• EXERCISE: Search the records below for the string "divide" and copy each line where it turns up.

****************

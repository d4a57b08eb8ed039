//! A success/failure outcome type for Rust
//!
//! This crate provides [`Outcome`], a tagged union holding either a success
//! value or a failure value, together with the [`success`] and [`failure`]
//! constructors. Failures are always returned as ordinary values, never
//! raised; callers branch on the discriminant and decide whether to recover
//! or to propagate, optionally chaining the prior error as the cause of a
//! new one.
//!
//! ```rust
//! use fallible::{Error, Outcome, failure, success};
//!
//! fn divide(a: i32, b: i32) -> Outcome<i32> {
//!     if b == 0 {
//!         return failure(Error::new("Division by zero"));
//!     }
//!     success(a / b)
//! }
//!
//! assert_eq!(divide(10, 2).unwrap_success(), 5);
//! assert_eq!(divide(10, 0).unwrap_failure().message(), "Division by zero");
//! ```
//!
//! Around the core container the crate ships a few optional pieces:
//!
//! - [`attempt`] and `attempt_async` convert `Err` returns and panics of
//!   risky calls into failures at an explicit boundary.
//! - [`handlers`] resolves a batch of outcomes with a [`FailureStrategy`].
//! - [`try_outcome!`] and [`fail!`] implement early return for outcomes.

#![deny(missing_docs)]
#![warn(clippy::all)]
#![cfg_attr(docsrs, feature(doc_cfg))]

// Core modules
mod result;
mod error;
mod boundary;
pub mod traits;
pub mod handlers;
mod macros;

#[cfg(test)]
mod testing;

// Re-export public API
pub use result::{Outcome, success, failure};
pub use error::{BoxError, Chain, Error};
pub use boundary::attempt;
pub use traits::{IntoOutcome, OptionExt};
pub use handlers::{
    AggregateError, FailureStrategy, FailFast, Ignore, LogAndIgnore, Aggregate, resolve_with,
};

#[cfg(feature = "async")]
#[cfg_attr(docsrs, doc(cfg(feature = "async")))]
pub use boundary::attempt_async;

// Re-export the proc macros
#[cfg(feature = "macros")]
#[cfg_attr(docsrs, doc(cfg(feature = "macros")))]
pub use fallible_macros::boundary;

****************

• YOUR SOLUTION:
//! fn divide(a: i32, b: i32) -> Outcome<i32> {
//! assert_eq!(divide(10, 2).unwrap_success(), 5);
//! assert_eq!(divide(10, 0).unwrap_failure().message(), "Division by zero");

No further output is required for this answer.